Querying multi dimensions in a single job

manvitha9347 commented 2 years ago

Hi, I am working on config to get metrics from multi dimension from a single resource type my config looks like this

- job_name: azure-metrics-example-dimensions
    scrape_interval: 1m
    scrape_timeout: 1m
    metrics_path: /probe/metrics/list
    params:
      template:
        - 'azuremetricsexplist_{metric}_{aggregation}_{unit}'
      cache:
        - 5s
      subscription:
        - xxxxxxxxxxxxxxxxxxxxxxxxxxxxxxxxxxxxxxx
      resourceType:
        - Microsoft.DocumentDB/databaseAccounts
      metric:
        - ServerSideLatency
      interval: ["PT1M"]
      timespan: ["PT1M"]
      aggregation:
        - average
      metricFilter:
        - DatabaseName eq 'mydb' and CollectionName eq '*' and OperationType eq '*' and ConnectionMode eq '*'
    static_configs:
      - targets: ["172.17.0.2:8080"]

when i use this config, there is a mismatch of data between azure and exporter data is there a way to specify all dimensions(CollectionName,OperationType,ConnectionMode)of a particular metric(Server side latency) in a single job name ? can you help me with this? @mblaschke

manvitha9347 commented 2 years ago

and also, for the same resourceType, I was not able to access the azure via via resourceGroup scope with /resource end point. any idea why this happens?

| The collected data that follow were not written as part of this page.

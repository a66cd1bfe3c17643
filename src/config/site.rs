//! Site configuration (_config.yml)

use anyhow::Result;
use serde::{Deserialize, Serialize};
use std::fs;
use std::path::Path;

/// Environment variable overriding `cms.endpoint`
pub const ENDPOINT_ENV: &str = "PRISMIC_API_ENDPOINT";
/// Environment variable overriding `cms.access_token`
pub const ACCESS_TOKEN_ENV: &str = "PRISMIC_ACCESS_TOKEN";

/// Main site configuration
#[derive(Debug, Clone, Serialize, Deserialize)]
#[serde(default)]
pub struct SiteConfig {
    // Site
    pub title: String,
    pub description: String,
    pub language: String,
    pub timezone: String,

    // URL
    pub url: String,
    pub root: String,

    // Directory
    pub public_dir: String,
    pub static_dir: String,

    // Date format (date-fns style tokens)
    pub date_format: String,

    // Content API
    #[serde(default)]
    pub cms: CmsConfig,

    // Reading time
    #[serde(default)]
    pub reading: ReadingConfig,

    /// Number of posts pre-rendered by `generate`; 0 renders every post
    pub prerender: usize,

    /// Seconds a rendered post page is served from the server cache
    pub revalidate_secs: u64,
}

impl Default for SiteConfig {
    fn default() -> Self {
        Self {
            title: "spacetraveling".to_string(),
            description: String::new(),
            language: "pt_BR".to_string(),
            timezone: String::new(),

            url: "http://localhost:3000".to_string(),
            root: "/".to_string(),

            public_dir: "public".to_string(),
            static_dir: "static".to_string(),

            date_format: "dd MMM yyyy".to_string(),

            cms: CmsConfig::default(),
            reading: ReadingConfig::default(),

            prerender: 0,
            revalidate_secs: 60 * 30,
        }
    }
}

impl SiteConfig {
    /// Load configuration from a file
    pub fn load<P: AsRef<Path>>(path: P) -> Result<Self> {
        let content = fs::read_to_string(path.as_ref())?;
        let config: SiteConfig = serde_yaml::from_str(&content)?;
        Ok(config)
    }

    /// Apply CMS overrides from the environment
    pub fn apply_env(&mut self) {
        self.apply_overrides(
            std::env::var(ENDPOINT_ENV).ok(),
            std::env::var(ACCESS_TOKEN_ENV).ok(),
        );
    }

    fn apply_overrides(&mut self, endpoint: Option<String>, access_token: Option<String>) {
        if let Some(endpoint) = endpoint.filter(|e| !e.is_empty()) {
            tracing::debug!("Using CMS endpoint from {}", ENDPOINT_ENV);
            self.cms.endpoint = endpoint;
        }
        if let Some(token) = access_token.filter(|t| !t.is_empty()) {
            tracing::debug!("Using CMS access token from {}", ACCESS_TOKEN_ENV);
            self.cms.access_token = Some(token);
        }
    }
}

/// Headless CMS configuration
#[derive(Debug, Clone, Serialize, Deserialize)]
#[serde(default)]
pub struct CmsConfig {
    /// API root, e.g. `https://my-repo.cdn.prismic.io/api/v2`
    pub endpoint: String,
    pub access_token: Option<String>,
    pub document_type: String,
    pub page_size: usize,
    pub request_timeout_secs: u64,
    pub max_retries: usize,
}

impl Default for CmsConfig {
    fn default() -> Self {
        Self {
            endpoint: String::new(),
            access_token: None,
            document_type: "posts".to_string(),
            page_size: 20,
            request_timeout_secs: 10,
            max_retries: 2,
        }
    }
}

/// Reading time configuration
#[derive(Debug, Clone, Serialize, Deserialize)]
#[serde(default)]
pub struct ReadingConfig {
    pub words_per_minute: usize,
}

impl Default for ReadingConfig {
    fn default() -> Self {
        Self {
            words_per_minute: 200,
        }
    }
}
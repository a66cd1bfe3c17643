//! HTML helper functions

/// Generate Open Graph meta tags
pub fn open_graph(
    title: &str,
    description: &str,
    url: &str,
    image: Option<&str>,
    site_name: &str,
) -> String {
    let mut tags = vec![
        r#"<meta property="og:type" content="article">"#.to_string(),
        format!(
            r#"<meta property="og:title" content="{}">"#,
            html_escape(title)
        ),
        format!(r#"<meta property="og:url" content="{}">"#, html_escape(url)),
        format!(
            r#"<meta property="og:site_name" content="{}">"#,
            html_escape(site_name)
        ),
    ];

    if !description.is_empty() {
        tags.push(format!(
            r#"<meta property="og:description" content="{}">"#,
            html_escape(description)
        ));
    }

    if let Some(img) = image {
        tags.push(format!(
            r#"<meta property="og:image" content="{}">"#,
            html_escape(img)
        ));
    }

    tags.join("\n")
}

/// Escape HTML special characters
pub fn html_escape(s: &str) -> String {
    s.replace('&', "&amp;")
        .replace('<', "&lt;")
        .replace('>', "&gt;")
        .replace('"', "&quot;")
        .replace('\'', "&#39;")
}

/// Strip HTML tags from a string
pub fn strip_html(s: &str) -> String {
    let mut result = String::with_capacity(s.len());
    let mut in_tag = false;

    for c in s.chars() {
        match c {
            '<' => in_tag = true,
            '>' => in_tag = false,
            _ if !in_tag => result.push(c),
            _ => {}
        }
    }

    result
}

/// Truncate a string to a specified length
pub fn truncate(s: &str, length: usize, omission: Option<&str>) -> String {
    let omission = omission.unwrap_or("...");

    if s.chars().count() <= length {
        s.to_string()
    } else {
        let truncated: String = s
            .chars()
            .take(length.saturating_sub(omission.chars().count()))
            .collect();
        format!("{}{}", truncated.trim_end(), omission)
    }
}
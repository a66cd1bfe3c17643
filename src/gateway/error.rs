//! Gateway error taxonomy

use serde::Serialize;

#[derive(Debug, thiserror::Error)]
pub enum GatewayError {
    #[error("Network error: {0}")]
    Network(#[from] reqwest::Error),

    #[error("Rate limited by content API")]
    RateLimited { retry_after: Option<u64> },

    #[error("Malformed response: {0}")]
    MalformedResponse(String),

    #[error("Status code: {0}")]
    Status(u16),

    #[error("Document not found: {0}")]
    NotFound(String),

    #[error("No more pages to fetch")]
    ExhaustedCursor,

    #[error("Invalid cursor: {0}")]
    InvalidCursor(String),

    #[error("Gateway configuration error: {0}")]
    Config(String),
}

impl GatewayError {
    /// Whether repeating the same request may succeed
    pub fn is_retryable(&self) -> bool {
        matches!(self, Self::Network(_) | Self::RateLimited { .. })
    }

    pub fn is_not_found(&self) -> bool {
        matches!(self, Self::NotFound(_))
    }

    /// Classify the error for the "load more" control.
    ///
    /// Any failure that is not a rate limit or a decoding problem is reported
    /// as a network failure, including unexpected status codes.
    pub fn load_failure(&self) -> LoadFailure {
        match self {
            Self::RateLimited { .. } => LoadFailure::RateLimited,
            Self::MalformedResponse(_) | Self::InvalidCursor(_) => LoadFailure::MalformedResponse,
            _ => LoadFailure::Network,
        }
    }
}

impl From<serde_json::Error> for GatewayError {
    fn from(e: serde_json::Error) -> Self {
        Self::MalformedResponse(e.to_string())
    }
}

/// Why a pagination fetch failed, as surfaced to readers
#[derive(Debug, Clone, Copy, PartialEq, Eq, Serialize)]
#[serde(rename_all = "kebab-case")]
pub enum LoadFailure {
    Network,
    RateLimited,
    MalformedResponse,
}

impl LoadFailure {
    pub fn message(&self) -> &'static str {
        match self {
            Self::Network => "Could not reach the server. Try again.",
            Self::RateLimited => "Too many requests. Wait a moment and try again.",
            Self::MalformedResponse => "The server sent an unexpected response.",
        }
    }
}
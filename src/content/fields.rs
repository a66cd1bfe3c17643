//! Lenient deserializers for CMS text fields

use serde::Deserializer;

use super::rich_text::RichTextBlock;

/// Deserialize a text field given either as plain key text or as a rich
/// text array. Rich text blocks are flattened, joined by a space.
pub fn text_field<'de, D>(deserializer: D) -> Result<String, D::Error>
where
    D: Deserializer<'de>,
{
    use serde::de::{self, SeqAccess, Visitor};
    use std::fmt;

    struct TextOrRichText;

    impl<'de> Visitor<'de> for TextOrRichText {
        type Value = String;

        fn expecting(&self, formatter: &mut fmt::Formatter) -> fmt::Result {
            formatter.write_str("a string or a rich text array")
        }

        fn visit_str<E>(self, value: &str) -> Result<Self::Value, E>
        where
            E: de::Error,
        {
            Ok(value.to_string())
        }

        fn visit_string<E>(self, value: String) -> Result<Self::Value, E>
        where
            E: de::Error,
        {
            Ok(value)
        }

        fn visit_seq<S>(self, mut seq: S) -> Result<Self::Value, S::Error>
        where
            S: SeqAccess<'de>,
        {
            let mut parts = Vec::new();
            while let Some(block) = seq.next_element::<RichTextBlock>()? {
                parts.push(block.text);
            }
            Ok(parts.join(" "))
        }

        fn visit_none<E>(self) -> Result<Self::Value, E>
        where
            E: de::Error,
        {
            Ok(String::new())
        }

        fn visit_unit<E>(self) -> Result<Self::Value, E>
        where
            E: de::Error,
        {
            Ok(String::new())
        }
    }

    deserializer.deserialize_any(TextOrRichText)
}

/// Like [`text_field`], mapping blank text to `None`
pub fn optional_text_field<'de, D>(deserializer: D) -> Result<Option<String>, D::Error>
where
    D: Deserializer<'de>,
{
    let text = text_field(deserializer)?;
    Ok(Some(text).filter(|t| !t.trim().is_empty()))
}
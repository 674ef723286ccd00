use scorecard_types::Question;

/// Separator placed between question/answer blocks.
pub const BLOCK_DELIMITER: &str = "\n\n---\n\n";

/// Substituted for blank answers in the prompt.
pub const NO_ANSWER: &str = "No answer provided.";

pub const SYSTEM_INSTRUCTION: &str = "You are an expert HR analyst and talent acquisition specialist. \
Respond only with a JSON object matching the provided response schema.";

const PREAMBLE: &str = "You are an expert HR analyst and talent acquisition specialist. Your task is to \
evaluate a candidate's written responses to a structured interview questionnaire. Analyze the answers \
for depth, clarity, and alignment with key professional attributes. Provide a quantitative and \
qualitative assessment based ONLY on the provided answers.

Please evaluate the following candidate's answers. Score each of the four categories (Passion, \
Motivation, Skills, Behavior) on a scale from 1 to 10, where 1 is low and 10 is high. Provide a brief \
reasoning for each score. Also, provide an overall summary of the candidate's profile, a list of their \
key strengths, and a list of potential areas for improvement.

**Assessment Questions and Candidate's Answers:**";

const CLOSING: &str = "Based on your analysis, return the data in the specified JSON format. Do not \
include any text outside of the JSON object. Be concise and professional in your reasoning and \
summaries.";

/// Renders one `Category/Question/Answer` block per question, in order.
///
/// Answers missing at an index, or empty, render as [`NO_ANSWER`].
pub fn qa_blocks(questions: &[Question], answers: &[String]) -> String {
    questions
        .iter()
        .enumerate()
        .map(|(i, q)| {
            let answer = answers
                .get(i)
                .map(String::as_str)
                .filter(|a| !a.is_empty())
                .unwrap_or(NO_ANSWER);
            format!(
                "Category: {}\nQuestion: {}\nAnswer: {}",
                q.category, q.text, answer
            )
        })
        .collect::<Vec<_>>()
        .join(BLOCK_DELIMITER)
}

/// Full user prompt sent to the scoring model.
pub fn build_prompt(questions: &[Question], answers: &[String]) -> String {
    format!(
        "{PREAMBLE}\n\n{}\n\n{CLOSING}",
        qa_blocks(questions, answers)
    )
}
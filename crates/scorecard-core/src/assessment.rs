use std::sync::Arc;

use scorecard_types::{AnswerSet, Question, ScorecardData};
use tracing::{info, warn};

use crate::archive::ReportArchive;
use crate::evaluator::{EvaluationError, Evaluator};

/// What happened to the report for an evaluated assessment.
#[derive(Debug, Clone, PartialEq, Eq)]
pub enum ArchiveStatus {
    Saved { filename: String },
    Failed { message: String },
    /// No archive configured.
    Skipped,
}

/// A delivered scorecard together with the independent archival result.
#[derive(Debug, Clone)]
pub struct AssessmentOutcome {
    pub scorecard: ScorecardData,
    pub archive: ArchiveStatus,
}

/// Drives one questionnaire through evaluation and best-effort archival.
pub struct Assessment {
    questions: Vec<Question>,
    evaluator: Arc<Evaluator>,
    archive: Option<ReportArchive>,
}

impl Assessment {
    pub fn new(questions: Vec<Question>, evaluator: Arc<Evaluator>) -> Self {
        Self {
            questions,
            evaluator,
            archive: None,
        }
    }

    pub fn with_archive(mut self, archive: ReportArchive) -> Self {
        self.archive = Some(archive);
        self
    }

    pub fn questions(&self) -> &[Question] {
        &self.questions
    }

    /// Empty answers sized for this questionnaire.
    pub fn blank_answers(&self) -> AnswerSet {
        AnswerSet::with_len(self.questions.len())
    }

    /// Evaluates `answers` and, on success, archives the report.
    ///
    /// Archival failure never turns into an error here; it is reported in
    /// [`AssessmentOutcome::archive`] alongside the scorecard.
    pub async fn submit(&self, answers: &AnswerSet) -> Result<AssessmentOutcome, EvaluationError> {
        let scorecard = self
            .evaluator
            .evaluate(&self.questions, answers.as_slice())
            .await?;

        let archive = match &self.archive {
            None => ArchiveStatus::Skipped,
            Some(archive) => match archive.archive(&scorecard, answers.as_slice()).await {
                Ok(filename) => {
                    info!("HTML report generated successfully: {}", filename);
                    ArchiveStatus::Saved { filename }
                }
                Err(err) => {
                    warn!("Failed to generate HTML report: {}", err);
                    ArchiveStatus::Failed {
                        message: err.to_string(),
                    }
                }
            },
        };

        Ok(AssessmentOutcome { scorecard, archive })
    }
}

#[cfg(test)]
mod tests {
    use super::*;
    use crate::archive::INDEX_FILENAME;
    use crate::model::model_fn;
    use crate::questions::question_bank;
    use crate::testing::{canned_model, sample_payload, FailingSink, MemorySink};
    use scorecard_store::ReportIndex;

    fn full_answers(n: usize) -> AnswerSet {
        AnswerSet::from_vec((0..n).map(|i| format!("Detailed answer number {i}")).collect())
    }

    fn evaluator_for(payload: serde_json::Value) -> Arc<Evaluator> {
        Arc::new(
            Evaluator::builder()
                .model(canned_model(payload.to_string()))
                .build()
                .unwrap(),
        )
    }

    #[tokio::test]
    async fn test_end_to_end_submission() {
        let sink = Arc::new(MemorySink::new());
        let index = ReportIndex::in_memory();
        let archive = ReportArchive::new(index.clone(), sink.clone(), question_bank());
        let assessment = Assessment::new(question_bank(), evaluator_for(sample_payload(8.0, 7.0, 6.0, 9.0)))
            .with_archive(archive);

        let answers = full_answers(25);
        assert!(answers.is_complete());

        let outcome = assessment.submit(&answers).await.unwrap();
        let scores = &outcome.scorecard.scores;
        assert_eq!(
            (scores.passion.score, scores.motivation.score, scores.skills.score, scores.behavior.score),
            (8.0, 7.0, 6.0, 9.0)
        );
        assert_eq!(outcome.scorecard.overall_score_display(), "7.5");

        let filename = match &outcome.archive {
            ArchiveStatus::Saved { filename } => filename.clone(),
            other => panic!("expected saved report, got {other:?}"),
        };
        let report = sink.latest(&filename).unwrap();
        assert_eq!(report.matches("class=\"score-row").count(), 4);
        assert!(report.contains("Detailed answer number 24"));

        assert_eq!(index.count(), 1);
        assert!(sink.latest(INDEX_FILENAME).unwrap().contains("Overall Score: 7.5"));
    }

    #[tokio::test]
    async fn test_archive_failure_keeps_scorecard() {
        let archive = ReportArchive::new(ReportIndex::in_memory(), Arc::new(FailingSink), question_bank());
        let assessment = Assessment::new(question_bank(), evaluator_for(sample_payload(5.0, 5.0, 5.0, 5.0)))
            .with_archive(archive);

        let outcome = assessment.submit(&full_answers(25)).await.unwrap();
        assert_eq!(outcome.scorecard.scores.skills.score, 5.0);
        assert!(matches!(outcome.archive, ArchiveStatus::Failed { ref message } if message.contains("disk full")));
    }

    #[tokio::test]
    async fn test_without_archive_is_skipped() {
        let assessment = Assessment::new(question_bank(), evaluator_for(sample_payload(5.0, 5.0, 5.0, 5.0)));
        let outcome = assessment.submit(&assessment.blank_answers()).await.unwrap();
        assert_eq!(outcome.archive, ArchiveStatus::Skipped);
    }

    #[tokio::test]
    async fn test_evaluation_failure_skips_archive() {
        let sink = Arc::new(MemorySink::new());
        let archive = ReportArchive::new(ReportIndex::in_memory(), sink.clone(), question_bank());
        let model = model_fn("down", |_req| async move {
            Err::<String, _>(anyhow::anyhow!("quota exceeded"))
        });
        let evaluator = Arc::new(Evaluator::builder().model(model).build().unwrap());
        let assessment = Assessment::new(question_bank(), evaluator).with_archive(archive);

        let err = assessment.submit(&full_answers(25)).await.unwrap_err();
        assert!(matches!(err, EvaluationError::Remote(_)));
        assert!(sink.artifacts().is_empty());
    }
}
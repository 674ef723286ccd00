//! scorecard-core: score questionnaire answers with a remote model and archive
//! the result as standalone HTML reports.
//! See `examples/offline_assessment.rs` for a quickstart.

pub mod archive;
pub mod assessment;
pub mod config;
pub mod evaluator;
pub mod gemini;
pub mod model;
pub mod prompt;
pub mod questions;
pub mod report;
pub mod schema;
pub mod testing;

pub use archive::{ArchiveError, ArtifactSink, DirectorySink, ReportArchive, ReportMeta, INDEX_FILENAME};
pub use assessment::{ArchiveStatus, Assessment, AssessmentOutcome};
pub use config::{api_key_from_env, ConfigError, ScorecardConfig};
pub use evaluator::{EvaluationError, Evaluator, EvaluatorBuilder, Validation};
pub use gemini::GeminiModel;
pub use model::{model_fn, GenerationRequest, ModelError, ScoringModel};
pub use questions::question_bank;
pub use schema::response_schema;

pub use scorecard_store::{AppendOutcome, KeyValueStore, MemoryStore, ReportIndex, SqliteStore, StoreError};
pub use scorecard_types::{
	entries_table, AnswerSet, Category, Question, ReportEntry, ScoreCategory, ScoreTier, ScorecardData, Scores,
};
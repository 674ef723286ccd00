use chrono::Utc;
use rusqlite::{params, Connection, OpenFlags, OptionalExtension};
use std::collections::HashMap;
use std::path::Path;
use std::sync::{Arc, Mutex};
use thiserror::Error;
use tracing::{debug, warn};

// Use shared types
use scorecard_types::ReportEntry;

/// Key under which the report index is persisted.
pub const REPORT_INDEX_KEY: &str = "assessmentReports";

#[derive(Debug, Error)]
pub enum StoreError {
    #[error("SQLite error: {0}")]
    Sqlite(#[from] rusqlite::Error),

    #[error("Serialization error: {0}")]
    Serde(#[from] serde_json::Error),

    #[error("Store lock poisoned")]
    Poisoned,
}

/// Durable string key-value storage.
pub trait KeyValueStore: Send + Sync {
    fn get(&self, key: &str) -> Result<Option<String>, StoreError>;
    fn set(&self, key: &str, value: &str) -> Result<(), StoreError>;
}

/// Process-local store, used by tests and dry runs.
#[derive(Debug, Default)]
pub struct MemoryStore {
    values: Mutex<HashMap<String, String>>,
}

impl MemoryStore {
    pub fn new() -> Self {
        Self::default()
    }
}

impl KeyValueStore for MemoryStore {
    fn get(&self, key: &str) -> Result<Option<String>, StoreError> {
        let values = self.values.lock().map_err(|_| StoreError::Poisoned)?;
        Ok(values.get(key).cloned())
    }

    fn set(&self, key: &str, value: &str) -> Result<(), StoreError> {
        let mut values = self.values.lock().map_err(|_| StoreError::Poisoned)?;
        values.insert(key.to_string(), value.to_string());
        Ok(())
    }
}

#[derive(Debug)]
pub struct SqliteStore {
    conn: Arc<Mutex<Connection>>,
}

impl SqliteStore {
    /// Open a new store at the given path (e.g., "reports/scorecard.db")
    pub fn open<P: AsRef<Path>>(path: P) -> Result<Self, StoreError> {
        let conn = Connection::open_with_flags(
            path,
            OpenFlags::SQLITE_OPEN_READ_WRITE
                | OpenFlags::SQLITE_OPEN_CREATE
                | OpenFlags::SQLITE_OPEN_URI,
        )?;

        let store = Self {
            conn: Arc::new(Mutex::new(conn)),
        };

        store.init_schema()?;
        Ok(store)
    }

    fn init_schema(&self) -> Result<(), StoreError> {
        let conn = self.conn.lock().map_err(|_| StoreError::Poisoned)?;

        conn.execute(
            "CREATE TABLE IF NOT EXISTS kv (
                key TEXT PRIMARY KEY,
                value TEXT NOT NULL,
                updated_at TEXT NOT NULL
            )",
            [],
        )?;

        Ok(())
    }
}

impl KeyValueStore for SqliteStore {
    fn get(&self, key: &str) -> Result<Option<String>, StoreError> {
        let conn = self.conn.lock().map_err(|_| StoreError::Poisoned)?;
        let value = conn
            .query_row("SELECT value FROM kv WHERE key = ?1", params![key], |row| {
                row.get::<_, String>(0)
            })
            .optional()?;
        Ok(value)
    }

    fn set(&self, key: &str, value: &str) -> Result<(), StoreError> {
        let conn = self.conn.lock().map_err(|_| StoreError::Poisoned)?;
        conn.execute(
            "INSERT INTO kv (key, value, updated_at) VALUES (?1, ?2, ?3)
             ON CONFLICT(key) DO UPDATE SET value = excluded.value, updated_at = excluded.updated_at",
            params![key, value, Utc::now().to_rfc3339()],
        )?;
        Ok(())
    }
}

/// Whether `ReportIndex::append` stored a new entry.
#[derive(Debug, Clone, Copy, PartialEq, Eq)]
pub enum AppendOutcome {
    Added,
    Duplicate,
}

/// Append-only catalog of generated reports, kept as one JSON array under
/// [`REPORT_INDEX_KEY`].
///
/// Reads never fail: a missing or unreadable value is treated as an empty
/// index. Writes are last-writer-wins and failures are logged, not raised.
#[derive(Clone)]
pub struct ReportIndex {
    store: Arc<dyn KeyValueStore>,
}

impl ReportIndex {
    pub fn new(store: Arc<dyn KeyValueStore>) -> Self {
        Self { store }
    }

    pub fn in_memory() -> Self {
        Self::new(Arc::new(MemoryStore::new()))
    }

    /// All entries in insertion order.
    pub fn load(&self) -> Vec<ReportEntry> {
        let raw = match self.store.get(REPORT_INDEX_KEY) {
            Ok(Some(raw)) => raw,
            Ok(None) => return Vec::new(),
            Err(err) => {
                warn!("Failed to read stored reports: {}", err);
                return Vec::new();
            }
        };

        match serde_json::from_str(&raw) {
            Ok(entries) => entries,
            Err(err) => {
                warn!("Stored report index is unreadable, starting empty: {}", err);
                Vec::new()
            }
        }
    }

    /// Appends `entry` unless an entry with the same report id exists.
    /// Returns the outcome and the index as it stands afterwards.
    pub fn append(&self, entry: ReportEntry) -> (AppendOutcome, Vec<ReportEntry>) {
        let mut entries = self.load();

        if entries.iter().any(|e| e.report_id == entry.report_id) {
            debug!(report_id = %entry.report_id, "report already indexed");
            return (AppendOutcome::Duplicate, entries);
        }

        entries.push(entry);
        self.persist(&entries);
        (AppendOutcome::Added, entries)
    }

    /// Replaces the index with an empty sequence.
    pub fn clear(&self) {
        self.persist(&[]);
    }

    pub fn count(&self) -> usize {
        self.load().len()
    }

    fn persist(&self, entries: &[ReportEntry]) {
        let result = serde_json::to_string(entries)
            .map_err(StoreError::from)
            .and_then(|json| self.store.set(REPORT_INDEX_KEY, &json));

        if let Err(err) = result {
            warn!("Failed to store reports: {}", err);
        }
    }
}

#[cfg(test)]
mod tests {
    use super::*;

    fn entry(id: &str) -> ReportEntry {
        ReportEntry {
            filename: format!("assessment_{id}.html"),
            timestamp: "2024-05-01T10:00:00.000Z".to_string(),
            report_id: id.to_string(),
            overall_score: "7.5".to_string(),
        }
    }

    struct FailingStore;

    impl KeyValueStore for FailingStore {
        fn get(&self, _key: &str) -> Result<Option<String>, StoreError> {
            Err(StoreError::Poisoned)
        }

        fn set(&self, _key: &str, _value: &str) -> Result<(), StoreError> {
            Err(StoreError::Poisoned)
        }
    }

    #[test]
    fn test_empty_index_loads_empty() {
        let index = ReportIndex::in_memory();
        assert!(index.load().is_empty());
        assert_eq!(index.count(), 0);
    }

    #[test]
    fn test_append_preserves_order() {
        let index = ReportIndex::in_memory();
        index.append(entry("a"));
        index.append(entry("b"));
        let (outcome, entries) = index.append(entry("c"));
        assert_eq!(outcome, AppendOutcome::Added);
        let ids: Vec<_> = entries.iter().map(|e| e.report_id.as_str()).collect();
        assert_eq!(ids, ["a", "b", "c"]);
        assert_eq!(index.load(), entries);
    }

    #[test]
    fn test_append_deduplicates_by_report_id() {
        let index = ReportIndex::in_memory();
        index.append(entry("same"));
        let (outcome, entries) = index.append(entry("same"));
        assert_eq!(outcome, AppendOutcome::Duplicate);
        assert_eq!(entries.len(), 1);
        assert_eq!(index.count(), 1);
    }

    #[test]
    fn test_clear_empties_index() {
        let index = ReportIndex::in_memory();
        index.append(entry("a"));
        index.clear();
        assert!(index.load().is_empty());
    }

    #[test]
    fn test_unreadable_value_degrades_to_empty() {
        let store = Arc::new(MemoryStore::new());
        store.set(REPORT_INDEX_KEY, "{not json").unwrap();
        let index = ReportIndex::new(store);
        assert!(index.load().is_empty());

        let (outcome, entries) = index.append(entry("a"));
        assert_eq!(outcome, AppendOutcome::Added);
        assert_eq!(entries.len(), 1);
    }

    #[test]
    fn test_failing_store_never_propagates() {
        let index = ReportIndex::new(Arc::new(FailingStore));
        assert!(index.load().is_empty());
        let (outcome, entries) = index.append(entry("a"));
        assert_eq!(outcome, AppendOutcome::Added);
        assert_eq!(entries.len(), 1);
        index.clear();
    }

    #[test]
    fn test_stored_json_shape() {
        let store = Arc::new(MemoryStore::new());
        let index = ReportIndex::new(store.clone());
        index.append(entry("r1"));
        let raw = store.get(REPORT_INDEX_KEY).unwrap().unwrap();
        let value: serde_json::Value = serde_json::from_str(&raw).unwrap();
        assert_eq!(value[0]["reportId"], "r1");
        assert_eq!(value[0]["filename"], "assessment_r1.html");
    }

    #[test]
    fn test_sqlite_store_survives_reopen() {
        let dir = tempfile::tempdir().unwrap();
        let path = dir.path().join("scorecard.db");

        {
            let index = ReportIndex::new(Arc::new(SqliteStore::open(&path).unwrap()));
            index.append(entry("a"));
            index.append(entry("b"));
        }

        let reopened = ReportIndex::new(Arc::new(SqliteStore::open(&path).unwrap()));
        let ids: Vec<_> = reopened.load().into_iter().map(|e| e.report_id).collect();
        assert_eq!(ids, ["a", "b"]);
    }

    #[test]
    fn test_sqlite_set_overwrites() {
        let dir = tempfile::tempdir().unwrap();
        let store = SqliteStore::open(dir.path().join("kv.db")).unwrap();
        assert_eq!(store.get("k").unwrap(), None);
        store.set("k", "1").unwrap();
        store.set("k", "2").unwrap();
        assert_eq!(store.get("k").unwrap().as_deref(), Some("2"));
    }
}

- job_name: azure-metrics-example-mongodb
    scrape_interval: 1m
    scrape_timeout: 1m
    metrics_path: /probe/metrics/resource
    params:
      template:
        - 'azuremetricsexp_{metric}_{aggregation}_{unit}'
      cache:
        - 5s
      subscription:
        - xxxxxxxxxxxxxxxxxxxxxxxxxxxx
      target:
         - /subscriptions/xxxxxxxxxxxxxxxxxxxxxxxxxxxx/resourceGroups/oscocosmosxxxxxx
      resourceType:
        - Microsoft.DocumentDB/databaseAccounts
      metric:
        - ServerSideLatency
      interval: ["PT1M"]
      timespan: ["PT1M"]
      aggregation:
        - average
      metricFilter:
        - DatabaseName eq 'osco' and CollectionName eq '*'
    static_configs:
      - targets: ["172.17.0.2:8080"]

mblaschke commented 2 years ago

what mismatch do you get? can you give me more details?

(added code blocks to your posts)

manvitha9347 commented 2 years ago

i need to configure multiple dimensions for multiple metrics in a single job name for example, for ServerSideLatency metric- Dimesions are DataBaseName,CollectionName,ConnectionMode,OperationType NormalisedRUConsumption-Dimensions are DataBaseName,CollectionName,PartitionKey

Everything needs to be configured under single prometheus job name I tried like this:

- job_name: azure-metrics-example-dimensions
    scrape_interval: 1m
    scrape_timeout: 1m
    metrics_path: /probe/metrics/list
    params:
      template:
        - 'azuremetricsexplist_{metric}_{aggregation}_{unit}'
      cache:
        - 5s
      subscription:
        - xxxxxxxxxxxxxxxxxxxxxxxxxxxxxxxxxxxxxxx
      resourceType:
        - Microsoft.DocumentDB/databaseAccounts
      metric:
        - ServerSideLatency
        - NormalizedRUConsumption
      interval: ["PT1M"]
      timespan: ["PT1M"]
      aggregation:
        - average
      metricFilter:
        - DatabaseName eq 'mydb' and CollectionName eq '*' and OperationType eq '*' and ConnectionMode eq '*' and PartitionKey eq '*'
    static_configs:
      - targets: ["172.17.0.2:8080"]

 This is not working (getting no data).Also if I try to configure it only for one metric(as mentioned in the previous comment),that is showing wrong data(higher values due to duplicacy)
 Is there a way to configure this? @mblaschke

mblaschke commented 2 years ago

which version are you using?

you should get a warning message in the console/container logs that the metric query wasn't possible:

for ServerSideLatency

Metric: ServerSideLatency does not support requested dimension combination: 
databasename,collectionname,operationtype,connectionmode,partitionkey, 
supported ones are: 
DatabaseName,CollectionName,Region,ConnectionMode,OperationType,PublicAPIType

for NormalizedRUConsumption

Metric: NormalizedRUConsumption does not support requested dimension combination: 
databasename,collectionname,operationtype,connectionmode,partitionkey, 
supported ones are: 
CollectionName,DatabaseName,Region,PartitionKeyRangeId,CollectionRid

mblaschke commented 2 years ago

as a hint: you can try and execute queries with http://azure-metrics-exporter-url/query with your browser if you enable --development.webui(will be always on with next update).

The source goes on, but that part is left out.